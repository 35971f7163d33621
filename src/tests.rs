use proptest::prelude::*;

use super::*;

fn calc_showing(text: &str) -> Calculator<()> {
    let mut calc = Calculator::with_hook(());
    calc.append(text);
    calc
}

/// Feeds `tokens` to a fresh calculator and returns the display.
fn press(tokens: &[&str]) -> String {
    let mut calc = Calculator::with_hook(());
    for token in tokens {
        calc.handle_token(token);
    }
    calc.display().to_owned()
}

#[test]
fn division_by_zero_is_not_a_number() {
    let mut calc = Calculator::with_hook(());
    calc.evaluate("1/0");
    assert_eq!(calc.display(), "Not a number");
    assert_eq!(press(&["0", "/", "0", "="]), "Not a number");
    assert_eq!(press(&["7", "/", "/", "0", "="]), "Not a number");
}

#[test]
fn incomplete_expression_is_invalid() {
    let mut calc = Calculator::with_hook(());
    assert_eq!(calc.evaluate("2+"), Outcome::Rejected(Fault::InvalidInput));
    assert_eq!(calc.display(), "Invalid Input");
    assert_eq!(press(&["="]), "Invalid Input");
    assert_eq!(press(&["(", "1", "="]), "Invalid Input");
    assert_eq!(press(&["0", "7", "="]), "Invalid Input");
    assert_eq!(press(&["1", ".", "2", ".", "3", "="]), "Invalid Input");
}

#[test]
fn square_root() {
    let mut calc = calc_showing("-4");
    calc.apply_unary(Unary::Sqrt, Mode::Real);
    assert_eq!(calc.display(), "Not a number");

    let mut calc = calc_showing("9");
    calc.apply_unary(Unary::Sqrt, Mode::Real);
    assert_eq!(calc.display(), "3");
}

#[test]
fn cube_root_rejects_negatives() {
    assert_eq!(press(&["-", "8", "3√"]), "Not a number");
    assert_eq!(press(&["8", "3√"]), "2");
}

#[test]
fn factorial() {
    let mut calc = calc_showing("5");
    calc.apply_unary(Unary::Factorial, Mode::Integer);
    assert_eq!(calc.display(), "120");

    let mut calc = calc_showing("abc");
    calc.apply_unary(Unary::Factorial, Mode::Integer);
    assert_eq!(calc.display(), "Invalid Input");

    assert_eq!(
        press(&["-", "3", "x!"]),
        "Error: x! -3 is not defined"
    );
    assert_eq!(
        press(&["2", "5", "x!"]),
        "Error: expression 'x! 25' would overflow"
    );
}

#[test]
fn other_unary_failures_are_generic_errors() {
    assert_eq!(press(&["0", "1/x"]), "Error: 1/x 0 is not defined");
    assert_eq!(press(&["0", "log"]), "Error: log 0 is not defined");
    assert_eq!(press(&["1", "+", "log"]), "Invalid Input");
}

#[test]
fn unary_table() {
    assert_eq!(press(&["3", "^2"]), "9");
    assert_eq!(press(&["2", "^3"]), "8");
    assert_eq!(press(&["5", "0", "%"]), "0.5");
    assert_eq!(press(&["4", "1/x"]), "0.25");
    assert_eq!(press(&["1", "0", "0", "log"]), "2");
    assert_eq!(press(&["0", "sin"]), "0");
    assert_eq!(press(&["0", "cos"]), "1");
    assert_eq!(press(&["1", "2", "+/-"]), "-12");
    assert_eq!(press(&["1", "2", "+/-", "+/-"]), "12");
}

#[test]
fn unary_operators_chain_on_the_displayed_text() {
    assert_eq!(press(&["3", "^2", "^2"]), "81");
    assert_eq!(press(&["9", "√", "+", "1", "="]), "4");
    assert_eq!(press(&["2", "^2", "+/-"]), "-4");
}

#[test]
fn memory_round_trip() {
    let mut calc = calc_showing("5");
    assert_eq!(calc.memory(), Number::Int(0));

    calc.handle_token("M+");
    assert_eq!(calc.memory(), Number::Int(5));
    assert_eq!(calc.display(), "5");

    calc.handle_token("MC");
    assert_eq!(calc.memory(), Number::Int(0));
    assert_eq!(calc.display(), "5");

    calc.handle_token("MR");
    assert_eq!(calc.display(), "0");
}

#[test]
fn memory_subtract_and_recall() {
    let mut calc = calc_showing("10");
    calc.handle_memory(MemoryOp::Subtract);
    assert_eq!(calc.display(), "-10");
    calc.handle_token("C");
    calc.handle_token("MR");
    assert_eq!(calc.display(), "-10");
}

#[test]
fn backspace() {
    let mut calc = calc_showing("12");
    calc.backspace();
    assert_eq!(calc.display(), "1");

    let mut calc = calc_showing("");
    calc.backspace();
    assert_eq!(calc.display(), "");
    calc.backspace();
    assert_eq!(calc.display(), "");
}

#[test]
fn clear_empties_the_display() {
    let mut calc = calc_showing("Not a number");
    calc.handle_token("C");
    assert_eq!(calc.display(), "");
}

#[test]
fn errors_can_be_typed_over() {
    let mut calc = Calculator::with_hook(());
    calc.handle_token("=");
    calc.handle_token("5");
    assert_eq!(calc.display(), "Invalid Input5");
    calc.handle_token("=");
    assert_eq!(calc.display(), "Invalid Input");
    calc.handle_token("C");
    calc.handle_token("5");
    calc.handle_token("=");
    assert_eq!(calc.display(), "5");
}

#[test]
fn names_are_never_evaluated() {
    let attempts = vec![
        ("__import__('os')", "Invalid Input"),
        ("abc", "Error: name 'abc' is not defined"),
        ("x.y", "Invalid Input"),
        ("abs(-1)", "Invalid Input"),
        ("(lambda)", "Error: name 'lambda' is not defined"),
        ("1 + exit", "Error: name 'exit' is not defined"),
        ("2;3", "Invalid Input"),
    ];
    for (input, expected) in attempts {
        let mut calc = Calculator::with_hook(());
        calc.evaluate(input);
        assert_eq!(calc.display(), expected, "{}", input);
    }
}

#[test]
fn results_keep_working_as_input() {
    assert_eq!(press(&["1", "0", "*", "*", "1", "6", "=", "*", "1", "0", "="]), "100000000000000000");
    assert_eq!(press(&["1", "/", "3", "=", "*", "3", "="]), "1");
    assert_eq!(press(&["1", "/", "6", "5", "5", "3", "6", "="]), "1.52587890625e-5");
    assert_eq!(press(&["1", "/", "6", "5", "5", "3", "6", "=", "1/x"]), "65536");
}

#[test]
fn integer_overflow_falls_back_to_floats() {
    let mut calc = Calculator::with_hook(());
    calc.evaluate("9223372036854775807 + 1");
    assert_eq!(calc.display(), "9.223372036854776e18");
}

#[test]
fn every_keypad_button_is_handled() {
    for token in KEYPAD.iter() {
        let mut calc = calc_showing("4");
        let outcome = calc.handle_token(token);
        assert_ne!(outcome, Outcome::Rejected(Fault::InvalidInput), "{}", token);
    }
}

#[derive(Default)]
struct Recorder {
    events: Vec<String>,
}

impl Hook for Recorder {
    fn before(&mut self, token: &str, display: &str) {
        self.events.push(format!("before {} [{}]", token, display));
    }

    fn after(&mut self, token: &str, outcome: &Outcome, display: &str) {
        self.events.push(format!("after {} {} [{}]", token, outcome, display));
    }
}

#[test]
fn hook_sees_every_token() {
    let mut calc = Calculator::with_hook(Recorder::default());
    for token in &["9", "√", "bogus"] {
        calc.handle_token(token);
    }
    calc.handle_key(Key::BackSpace);
    assert_eq!(
        calc.hook().events,
        vec![
            "before 9 []",
            "after 9 appended [9]",
            "before √ [9]",
            "after √ applied √ [3]",
            "before bogus [3]",
            "after bogus rejected: Invalid Input [Invalid Input]",
            "before BackSpace [Invalid Input]",
            "after BackSpace erased [Invalid Inpu]",
        ]
    );
}

#[test]
fn borrowed_hooks() {
    let mut recorder = Recorder::default();
    {
        let mut calc = Calculator::with_hook(&mut recorder);
        calc.handle_token("1");
    }
    assert_eq!(recorder.events.len(), 2);

    let mut calc = Calculator::with_hook(Box::new(Recorder::default()) as Box<dyn Hook>);
    assert_eq!(calc.handle_token("C"), Outcome::Cleared);
}

#[test]
fn direct_clear_and_backspace_are_observed() {
    let mut calc = Calculator::with_hook(Recorder::default());
    calc.append("12");
    calc.backspace();
    calc.clear();
    assert_eq!(
        calc.hook().events,
        vec![
            "before BackSpace [12]",
            "after BackSpace erased [1]",
            "before C [1]",
            "after C cleared []",
        ]
    );
}

#[derive(Clone, Debug)]
enum Gen {
    Lit(i64),
    Neg(Box<Gen>),
    Bin(Box<Gen>, char, Box<Gen>),
}

impl Gen {
    fn render(&self) -> String {
        match *self {
            Gen::Lit(n) => n.to_string(),
            Gen::Neg(ref e) => format!("-({})", e.render()),
            Gen::Bin(ref l, op, ref r) => format!("({}){}({})", l.render(), op, r.render()),
        }
    }

    /// Reference value in plain `f64`; `None` on division by zero.
    fn value(&self) -> Option<f64> {
        match *self {
            Gen::Lit(n) => Some(n as f64),
            Gen::Neg(ref e) => e.value().map(|x| -x),
            Gen::Bin(ref l, op, ref r) => {
                let (l, r) = (l.value()?, r.value()?);
                match op {
                    '+' => Some(l + r),
                    '-' => Some(l - r),
                    '*' => Some(l * r),
                    _ if r == 0.0 => None,
                    _ => Some(l / r),
                }
            }
        }
    }
}

fn arb_expr() -> impl Strategy<Value = Gen> {
    let leaf = (0i64..=20).prop_map(Gen::Lit);
    leaf.prop_recursive(3, 16, 2, |inner| {
        prop_oneof![
            (
                inner.clone(),
                prop::sample::select(vec!['+', '-', '*', '/']),
                inner.clone()
            )
                .prop_map(|(l, op, r)| Gen::Bin(Box::new(l), op, Box::new(r))),
            inner.prop_map(|e| Gen::Neg(Box::new(e))),
        ]
    })
}

proptest! {
    #[test]
    fn evaluates_like_floating_point(expr in arb_expr()) {
        let input = expr.render();
        match expr.value() {
            Some(expected) => {
                let got = eval(&input).map(|n| n.as_float());
                prop_assert!(got.is_ok(), "{} failed: {:?}", input, got);
                let got = got.unwrap_or_default();
                prop_assert!(
                    (got - expected).abs() <= 1e-9 * expected.abs().max(1.0),
                    "{} gave {}, expected {}", input, got, expected
                );
            }
            None => prop_assert_eq!(eval(&input), Err(CalcError::DivideByZero)),
        }
    }

    #[test]
    fn multiplication_binds_tighter_than_addition(
        terms in prop::collection::vec(
            prop::collection::vec(0i64..=50, 1..4),
            1..5
        )
    ) {
        let input = terms
            .iter()
            .map(|factors| {
                factors.iter().map(|f| f.to_string()).collect::<Vec<_>>().join("*")
            })
            .collect::<Vec<_>>()
            .join("+");
        let expected: i64 = terms.iter().map(|factors| factors.iter().product::<i64>()).sum();
        prop_assert_eq!(eval(&input), Ok(Number::Int(expected)));
    }

    #[test]
    fn identifiers_are_rejected(name in "[a-z_][a-z0-9_]{0,8}") {
        let input = format!("1 + {}", name);
        prop_assert_eq!(eval(&input), Err(CalcError::UnknownAtom(name)));
    }

    #[test]
    fn evaluation_never_leaves_an_empty_display(input in ".{0,40}") {
        let mut calc = Calculator::with_hook(());
        calc.evaluate(&input);
        prop_assert!(!calc.display().is_empty());
    }
}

· · · ·

**Your instructions:** When copying the data above, please keep exactly the lines from its first line through the line with "fn press(tokens: &[&str])", both ends included, and drop the rest.

**Answer box:**
repository 35971f7163d33621
filename src/tests.rs
use proptest::prelude::*;

use super::*;

fn calc_showing(text: &str) -> Calculator<()> {
    let mut calc = Calculator::with_hook(());
    calc.append(text);
    calc
}

/// Feeds `tokens` to a fresh calculator and returns the display.
fn press(tokens: &[&str]) -> String {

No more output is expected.